YOUR ASSIGNMENT: From the line containing "self.entries[self.entries.len() - 1].index" down to the last line of the data, output each line word for word and include nothing else.
══ RECORDS FOR THIS TASK ══
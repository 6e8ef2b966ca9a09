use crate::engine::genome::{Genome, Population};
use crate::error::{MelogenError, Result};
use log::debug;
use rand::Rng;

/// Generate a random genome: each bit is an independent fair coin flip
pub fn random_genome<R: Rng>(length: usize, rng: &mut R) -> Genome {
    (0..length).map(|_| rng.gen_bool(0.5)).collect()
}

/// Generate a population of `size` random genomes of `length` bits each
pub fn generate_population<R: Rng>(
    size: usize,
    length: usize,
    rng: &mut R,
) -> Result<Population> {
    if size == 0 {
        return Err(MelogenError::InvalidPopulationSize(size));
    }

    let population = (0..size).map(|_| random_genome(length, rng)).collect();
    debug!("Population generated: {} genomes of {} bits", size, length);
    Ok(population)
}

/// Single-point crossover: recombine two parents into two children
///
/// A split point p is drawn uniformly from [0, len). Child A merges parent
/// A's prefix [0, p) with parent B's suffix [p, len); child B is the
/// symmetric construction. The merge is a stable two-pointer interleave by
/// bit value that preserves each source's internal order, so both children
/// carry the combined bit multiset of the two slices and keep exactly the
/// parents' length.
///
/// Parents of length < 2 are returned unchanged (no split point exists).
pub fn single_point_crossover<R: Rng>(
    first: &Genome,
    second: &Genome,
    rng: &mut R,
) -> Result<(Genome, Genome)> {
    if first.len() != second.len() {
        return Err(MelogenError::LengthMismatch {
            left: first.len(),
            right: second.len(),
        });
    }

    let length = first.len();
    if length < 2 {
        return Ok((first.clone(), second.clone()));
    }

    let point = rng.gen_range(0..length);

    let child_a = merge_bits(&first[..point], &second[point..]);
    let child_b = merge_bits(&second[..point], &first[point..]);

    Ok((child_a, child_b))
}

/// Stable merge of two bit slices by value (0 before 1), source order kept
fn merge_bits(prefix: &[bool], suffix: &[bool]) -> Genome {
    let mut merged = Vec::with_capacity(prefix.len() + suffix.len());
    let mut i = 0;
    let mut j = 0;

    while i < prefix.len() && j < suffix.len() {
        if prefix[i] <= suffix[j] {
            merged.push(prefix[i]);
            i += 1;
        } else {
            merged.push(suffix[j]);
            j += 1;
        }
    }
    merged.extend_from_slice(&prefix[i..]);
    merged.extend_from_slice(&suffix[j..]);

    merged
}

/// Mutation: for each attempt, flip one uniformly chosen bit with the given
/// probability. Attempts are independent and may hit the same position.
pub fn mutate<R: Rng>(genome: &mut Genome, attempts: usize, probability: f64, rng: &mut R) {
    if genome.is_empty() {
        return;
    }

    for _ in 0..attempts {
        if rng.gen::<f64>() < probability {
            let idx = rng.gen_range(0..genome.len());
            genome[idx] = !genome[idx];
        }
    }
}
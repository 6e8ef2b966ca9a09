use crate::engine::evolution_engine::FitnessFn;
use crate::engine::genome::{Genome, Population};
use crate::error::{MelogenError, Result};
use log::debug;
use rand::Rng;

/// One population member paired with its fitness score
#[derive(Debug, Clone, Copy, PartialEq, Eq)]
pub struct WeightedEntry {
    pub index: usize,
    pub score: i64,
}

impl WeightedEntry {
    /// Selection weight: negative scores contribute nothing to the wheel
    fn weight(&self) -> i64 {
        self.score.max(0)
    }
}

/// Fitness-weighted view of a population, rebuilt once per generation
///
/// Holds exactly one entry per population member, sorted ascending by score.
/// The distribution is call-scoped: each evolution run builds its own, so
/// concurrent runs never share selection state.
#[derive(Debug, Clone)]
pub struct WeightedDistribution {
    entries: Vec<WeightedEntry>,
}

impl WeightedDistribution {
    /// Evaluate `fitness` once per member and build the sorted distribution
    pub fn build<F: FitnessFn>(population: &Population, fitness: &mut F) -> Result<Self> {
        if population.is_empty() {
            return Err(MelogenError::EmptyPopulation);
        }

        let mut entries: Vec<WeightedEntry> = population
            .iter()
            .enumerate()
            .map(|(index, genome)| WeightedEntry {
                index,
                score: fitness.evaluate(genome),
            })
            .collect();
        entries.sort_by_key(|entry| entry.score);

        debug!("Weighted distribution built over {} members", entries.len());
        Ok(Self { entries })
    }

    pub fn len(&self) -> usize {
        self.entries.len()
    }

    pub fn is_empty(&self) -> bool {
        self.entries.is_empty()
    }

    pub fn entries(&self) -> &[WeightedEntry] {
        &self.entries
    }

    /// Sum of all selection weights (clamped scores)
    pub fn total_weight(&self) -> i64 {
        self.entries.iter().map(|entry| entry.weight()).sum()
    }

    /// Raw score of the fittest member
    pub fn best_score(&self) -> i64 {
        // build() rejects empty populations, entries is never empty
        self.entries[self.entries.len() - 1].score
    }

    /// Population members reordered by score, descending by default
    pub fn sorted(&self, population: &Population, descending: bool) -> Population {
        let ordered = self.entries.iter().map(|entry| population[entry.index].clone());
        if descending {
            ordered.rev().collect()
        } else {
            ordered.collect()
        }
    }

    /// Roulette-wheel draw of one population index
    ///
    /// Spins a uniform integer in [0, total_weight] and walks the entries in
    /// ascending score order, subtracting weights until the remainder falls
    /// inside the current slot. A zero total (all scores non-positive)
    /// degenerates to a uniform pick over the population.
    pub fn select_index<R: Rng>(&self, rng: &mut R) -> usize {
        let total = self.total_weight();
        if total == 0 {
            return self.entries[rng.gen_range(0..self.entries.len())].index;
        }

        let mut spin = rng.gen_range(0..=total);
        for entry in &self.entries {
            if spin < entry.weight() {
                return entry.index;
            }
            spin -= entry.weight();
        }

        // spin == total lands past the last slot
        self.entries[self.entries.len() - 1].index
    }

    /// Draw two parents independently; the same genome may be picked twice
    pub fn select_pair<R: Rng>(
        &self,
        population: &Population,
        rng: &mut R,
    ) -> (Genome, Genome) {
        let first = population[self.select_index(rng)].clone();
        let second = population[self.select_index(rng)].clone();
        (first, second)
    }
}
═══
ANSWER TO THIS TASK:
        self.entries[self.entries.len() - 1].index
    }

    /// Draw two parents independently; the same genome may be picked twice
    pub fn select_pair<R: Rng>(
        &self,
        population: &Population,
        rng: &mut R,
    ) -> (Genome, Genome) {
        let first = population[self.select_index(rng)].clone();
        let second = population[self.select_index(rng)].clone();
        (first, second)
    }
}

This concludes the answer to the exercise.